High‐resolution monophenolase/diphenolase/radical scavenging profiling for rapid screening of natural whitening candidates from Rosa rugosa cv. ‘Plena’

Abstract

Antioxidants and tyrosinase inhibitory components were successfully screened and separated from Rosa rugosa cv. ‘Plena’ by high‐performance liquid chromatography microfractionation bioactive screening combined with several separation and purification methods. Ethyl acetate extract of Rosa rugosa cv. ‘Plena’ showed high antioxidant activity and tyrosinase inhibitory activity. High‐speed countercurrent chromatography, silica gel column chromatography, and semi‐preparative high‐performance liquid chromatography were used for the preparative separation of four bioactive components from ethyl acetate extract. Two tyrosinase‐inhibiting active substances, flavogallonic acid, and N1‐N5‐N10‐tri‐4‐p‐coumaroylspermidine, were isolated from Rosa rugosa cv. ‘Plena’, and they showed great monophenolase inhibition activity (half‐maximal inhibitory concentration: 664.60 and 23.77 μg/ml, respectively) and excellent diphenolase inhibition activity (half‐maximal inhibitory concentration: 23 614.61 and 16.80 μg/ml, respectively).
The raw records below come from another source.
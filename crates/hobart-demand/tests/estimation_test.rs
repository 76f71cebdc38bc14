//! End-to-end estimation tests: linear IV seeding nonlinear IV on synthetic
//! holdings, the convention the pipeline uses for every investor.

use approx::assert_relative_eq;
use hobart_demand::{
    LinearIvEstimator, NonlinearIvConfig, NonlinearIvEstimator, ObservationSet,
};
use ndarray::{Array1, Array2};

/// Holdings generated exactly from the demand model, with a configurable
/// number of zero-weight rows appended.
fn synthetic_holdings(
    beta_me: f64,
    gamma: &[f64],
    intercept: f64,
    n_held: usize,
    n_zero: usize,
) -> ObservationSet {
    let k = gamma.len();
    let n = n_held + n_zero;

    let ln_me: Array1<f64> =
        (0..n).map(|i| 0.5 + 0.05 * i as f64 + 0.3 * ((i + 1) as f64 * 2.3).sin()).collect();
    let instrument: Array1<f64> =
        ln_me.iter().enumerate().map(|(i, v)| 0.8 * v + 0.2 * ((i + 3) as f64 * 1.9).cos()).collect();
    let mut characteristics = Array2::zeros((n, k));
    for i in 0..n {
        for j in 0..k {
            characteristics[[i, j]] = ((i + 1) as f64 * (0.9 + 0.4 * j as f64)).sin();
        }
    }

    let weights: Array1<f64> = (0..n)
        .map(|i| {
            if i >= n_held {
                return 0.0;
            }
            let mut exponent = beta_me * ln_me[i] + intercept;
            for j in 0..k {
                exponent += gamma[j] * characteristics[[i, j]];
            }
            exponent.exp()
        })
        .collect();

    ObservationSet::new(weights, ln_me, instrument, characteristics).unwrap()
}

#[test]
fn linear_fit_seeds_nonlinear_fit() {
    let gamma = [0.35, -0.25, 0.2, 0.05, -0.15];
    let holdings = synthetic_holdings(-1.2, &gamma, -5.5, 18, 0);

    let linear = LinearIvEstimator::default().estimate(&holdings).unwrap();
    assert!(!linear.constrained);
    assert_relative_eq!(linear.coefficients.market_equity, -1.2, epsilon = 1e-7);

    let nonlinear = NonlinearIvEstimator::default()
        .estimate(&holdings, &linear.coefficients)
        .unwrap();
    assert!(nonlinear.iterations < 50);
    assert_relative_eq!(nonlinear.coefficients.market_equity, -1.2, epsilon = 1e-6);
    for (estimated, expected) in
        nonlinear.coefficients.characteristics.iter().zip(gamma.iter())
    {
        assert_relative_eq!(*estimated, *expected, epsilon = 1e-6);
    }
    assert_relative_eq!(nonlinear.coefficients.intercept, -5.5, epsilon = 1e-6);
}

#[test]
fn zero_rows_separate_the_two_estimators() {
    let gamma = [0.35, -0.25, 0.2, 0.05, -0.15];
    let held_only = synthetic_holdings(-1.2, &gamma, -5.5, 18, 0);
    let with_zeros = synthetic_holdings(-1.2, &gamma, -5.5, 18, 3);

    let estimator = LinearIvEstimator::default();
    let a = estimator.estimate(&held_only).unwrap();
    let b = estimator.estimate(&with_zeros).unwrap();

    // Linear IV filters zero-weight rows, so both fits are identical
    assert_eq!(a.n_used, b.n_used);
    for (x, y) in
        a.coefficients.to_vector().iter().zip(b.coefficients.to_vector().iter())
    {
        assert_relative_eq!(*x, *y, epsilon = 1e-12);
    }

    // Nonlinear IV keeps them, and the unheld securities move the fit
    let nonlinear = NonlinearIvEstimator::default();
    let na = nonlinear.estimate(&held_only, &a.coefficients).unwrap();
    let nb = nonlinear.estimate(&with_zeros, &b.coefficients).unwrap();
    assert_eq!(na.n_used, 18);
    assert_eq!(nb.n_used, 21);
    let shift = na
        .coefficients
        .to_vector()
        .iter()
        .zip(nb.coefficients.to_vector().iter())
        .fold(0.0_f64, |acc, (x, y)| acc.max((x - y).abs()));
    assert!(shift > 1e-4, "zero rows left the nonlinear fit unchanged (shift {shift})");
}

#[test]
fn both_estimators_respect_the_ceiling() {
    let gamma = [0.35, -0.25, 0.2, 0.05, -0.15];
    let holdings = synthetic_holdings(1.2, &gamma, -6.5, 18, 2);

    let linear = LinearIvEstimator::default().estimate(&holdings).unwrap();
    assert!(linear.constrained);
    assert_relative_eq!(linear.coefficients.market_equity, 0.99, epsilon = 1e-12);

    let nonlinear = NonlinearIvEstimator::new(NonlinearIvConfig::default())
        .estimate(&holdings, &linear.coefficients)
        .unwrap();
    assert!(nonlinear.coefficients.market_equity <= 0.99 + 1e-12);
}
//! Pipeline components: context, enumeration, worker pool, orchestration, error reporting.

pub mod context;
pub mod enumerate;
pub mod error_handler;
pub mod orchestrator;
pub mod worker;

pub use context::{ItemResult, PageTicket, RunTally, WorkItem, WorkerContext};
pub use enumerate::SourceEnumerator;
pub use error_handler::{log_item_failure, log_write_failure, report_outcome};
pub use orchestrator::PipelineOrchestrator;
pub use worker::IngestionWorkerPool;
Meanwhile, gallic acid, flavogallonic acid, and ellagic acid were shown to have excellent 1,1‐diphenyl‐2‐picryl‐hydrazyl antioxidant activity (half maximal inhibitory concentration: 6.66, 20.17, and 13.45 μg/ml), and 2,2′‐azino‐bis(3‐ethylbenzothiazoline‐6‐sulfonic acid) antioxidant activity (half maximal inhibitory concentration: 3.53, 3.83, and 2.78 μg/ml). Molecular docking revealed that flavogallonic acid and N1‐N5‐N10‐tri‐4‐p‐coumaroylspermidine had a strong binding affinity (–9.3 and –10 kcal/mol, respectively) to tyrosinase through hydrogen bonding and hydrophobic interactions.